**Extracted records**.
┌────────
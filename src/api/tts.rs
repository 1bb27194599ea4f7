//! Ad-hoc text-to-speech endpoint
//!
//! Synthesizes arbitrary text outside the conversational loop; the
//! voice session uses it for the session-start greeting.

use std::sync::Arc;

use axum::{
    extract::{Query, State},
    http::StatusCode,
    response::{IntoResponse, Response},
    routing::get,
    Json, Router,
};
use base64::Engine;
use serde::{Deserialize, Serialize};

use super::ApiState;
use crate::voice::TTS_AUDIO_MIME;

/// Query parameters for synthesis
#[derive(Deserialize)]
pub struct TtsQuery {
    pub text: Option<String>,
}

/// Synthesis response
#[derive(Serialize)]
#[serde(rename_all = "camelCase")]
pub struct TtsResponse {
    pub audio_base64: String,
    pub audio_mime: &'static str,
}

/// Synthesize the given text to speech
async fn synthesize(
    State(state): State<Arc<ApiState>>,
    Query(query): Query<TtsQuery>,
) -> Result<Json<TtsResponse>, TtsError> {
    let tts = state
        .tts
        .as_ref()
        .ok_or(TtsError::NotConfigured("TTS not configured"))?;

    let text = query
        .text
        .filter(|t| !t.is_empty())
        .unwrap_or_else(|| "Hello.".to_string());

    let audio = tts
        .synthesize(&text)
        .await
        .map_err(|e| TtsError::SynthesisFailed(e.to_string()))?;

    Ok(Json(TtsResponse {
        audio_base64: base64::engine::general_purpose::STANDARD.encode(audio),
        audio_mime: TTS_AUDIO_MIME,
    }))
}

/// Build TTS router
pub fn router(state: Arc<ApiState>) -> Router {
    Router::new()
        .route("/api/tts", get(synthesize))
        .with_state(state)
}

/// TTS API errors
#[derive(Debug)]
pub enum TtsError {
    NotConfigured(&'static str),
    SynthesisFailed(String),
}

impl IntoResponse for TtsError {
    fn into_response(self) -> Response {
        #[derive(Serialize)]
        struct ErrorResponse {
            error: ErrorBody,
        }

        #[derive(Serialize)]
        struct ErrorBody {
            code: &'static str,
            message: String,
        }

        let (status, code, message) = match self {
            Self::NotConfigured(msg) => (
                StatusCode::SERVICE_UNAVAILABLE,
                "not_configured",
                msg.to_string(),
            ),
            Self::SynthesisFailed(msg) => {
                (StatusCode::INTERNAL_SERVER_ERROR, "synthesis_failed", msg)
            }
        };

        (
            status,
            Json(ErrorResponse {
                error: ErrorBody { code, message },
            }),
        )
            .into_response()
    }
}
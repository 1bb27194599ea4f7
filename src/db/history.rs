//! History repository: bounded rolling conversation log per user

use chrono::{DateTime, Utc};
use uuid::Uuid;

use super::DbPool;
use crate::{Error, Result};

/// Maximum turns retained per user; older turns are pruned on append
pub const HISTORY_CAP: usize = 100;

/// A single conversation turn
#[derive(Debug, Clone, serde::Serialize)]
pub struct Turn {
    pub role: TurnRole,
    pub content: String,
    pub created_at: DateTime<Utc>,
}

/// Turn role
#[derive(Debug, Clone, Copy, PartialEq, Eq, serde::Serialize)]
#[serde(rename_all = "lowercase")]
pub enum TurnRole {
    User,
    Assistant,
}

impl TurnRole {
    pub const fn as_str(self) -> &'static str {
        match self {
            Self::User => "user",
            Self::Assistant => "assistant",
        }
    }

    fn from_str(s: &str) -> Option<Self> {
        match s {
            "user" => Some(Self::User),
            "assistant" => Some(Self::Assistant),
            _ => None,
        }
    }
}

/// History repository
#[derive(Clone)]
pub struct HistoryRepo {
    pool: DbPool,
}

impl HistoryRepo {
    /// Create a new history repository
    #[must_use]
    #[allow(clippy::missing_const_for_fn)]
    pub fn new(pool: DbPool) -> Self {
        Self { pool }
    }

    /// Append a turn to a user's log, pruning anything beyond the cap
    ///
    /// # Errors
    ///
    /// Returns error if database operation fails
    pub fn append_turn(&self, user_id: &str, role: TurnRole, content: &str) -> Result<Turn> {
        let conn = self
            .pool
            .get()
            .map_err(|e| Error::Database(e.to_string()))?;

        let id = Uuid::new_v4().to_string();
        let now = Utc::now();
        let now_str = now.to_rfc3339();

        let seq: i64 = conn
            .query_row(
                "SELECT COALESCE(MAX(seq) + 1, 0) FROM turns WHERE user_id = ?1",
                [user_id],
                |row| row.get(0),
            )
            .map_err(|e| Error::Database(e.to_string()))?;

        conn.execute(
            "INSERT INTO turns (id, user_id, role, content, created_at, seq)
             VALUES (?1, ?2, ?3, ?4, ?5, ?6)",
            rusqlite::params![&id, user_id, role.as_str(), content, &now_str, seq],
        )
        .map_err(|e| Error::Database(e.to_string()))?;

        // Keep only the newest HISTORY_CAP turns
        #[allow(clippy::cast_possible_wrap)]
        conn.execute(
            "DELETE FROM turns WHERE user_id = ?1 AND id NOT IN (
                 SELECT id FROM turns WHERE user_id = ?1
                 ORDER BY seq DESC LIMIT ?2
             )",
            rusqlite::params![user_id, HISTORY_CAP as i64],
        )
        .map_err(|e| Error::Database(e.to_string()))?;

        Ok(Turn {
            role,
            content: content.to_string(),
            created_at: now,
        })
    }

    /// Get the most recent turns for a user, in chronological order
    ///
    /// # Errors
    ///
    /// Returns error if database operation fails
    pub fn get_history(&self, user_id: &str, limit: usize) -> Result<Vec<Turn>> {
        let conn = self
            .pool
            .get()
            .map_err(|e| Error::Database(e.to_string()))?;

        let mut stmt = conn
            .prepare(
                "SELECT role, content, created_at FROM turns
                 WHERE user_id = ?1 ORDER BY seq DESC LIMIT ?2",
            )
            .map_err(|e| Error::Database(e.to_string()))?;

        #[allow(clippy::cast_possible_wrap)]
        let turns = stmt
            .query_map(rusqlite::params![user_id, limit as i64], |row| {
                Ok(Turn {
                    role: TurnRole::from_str(&row.get::<_, String>(0)?)
                        .unwrap_or(TurnRole::User),
                    content: row.get(1)?,
                    created_at: parse_datetime(&row.get::<_, String>(2)?),
                })
            })
            .map_err(|e| Error::Database(e.to_string()))?
            .filter_map(std::result::Result::ok)
            .collect::<Vec<_>>()
            .into_iter()
            .rev()
            .collect();

        Ok(turns)
    }

    /// Clear a user's entire history. Idempotent: clearing an empty or
    /// unknown user succeeds.
    ///
    /// # Errors
    ///
    /// Returns error if database operation fails
    pub fn clear_user(&self, user_id: &str) -> Result<()> {
        let conn = self
            .pool
            .get()
            .map_err(|e| Error::Database(e.to_string()))?;

        conn.execute("DELETE FROM turns WHERE user_id = ?1", [user_id])
            .map_err(|e| Error::Database(e.to_string()))?;

        Ok(())
    }

    /// Count turns for a user
    ///
    /// # Errors
    ///
    /// Returns error if database operation fails
    pub fn turn_count(&self, user_id: &str) -> Result<usize> {
        let conn = self
            .pool
            .get()
            .map_err(|e| Error::Database(e.to_string()))?;

        let count: i64 = conn
            .query_row(
                "SELECT COUNT(*) FROM turns WHERE user_id = ?1",
                [user_id],
                |row| row.get(0),
            )
            .map_err(|e| Error::Database(e.to_string()))?;

        Ok(usize::try_from(count).unwrap_or(0))
    }
}

fn parse_datetime(s: &str) -> DateTime<Utc> {
    DateTime::parse_from_rfc3339(s).map_or_else(|_| Utc::now(), |dt| dt.with_timezone(&Utc))
}
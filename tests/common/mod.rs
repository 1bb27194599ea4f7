//! Shared test utilities

use murmur_relay::{db, DbPool, PromptRegistry};

/// Set up an in-memory test database
#[must_use]
pub fn setup_test_db() -> DbPool {
    db::init_memory().expect("failed to init test db")
}

/// Set up a prompt registry over a throwaway directory
///
/// The TempDir must stay alive for as long as the registry is used.
#[must_use]
pub fn setup_prompts() -> (tempfile::TempDir, PromptRegistry) {
    let dir = tempfile::tempdir().expect("failed to create temp dir");
    let registry = PromptRegistry::new(dir.path()).expect("failed to init prompt registry");
    (dir, registry)
}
└────────
**Exercise prompt**. Among the lines of the material, find those holding the word "DbPool" and return them.

**Response**.
use super::DbPool;
    pool: DbPool,
    pub fn new(pool: DbPool) -> Self {
use murmur_relay::{db, DbPool, PromptRegistry};
pub fn setup_test_db() -> DbPool {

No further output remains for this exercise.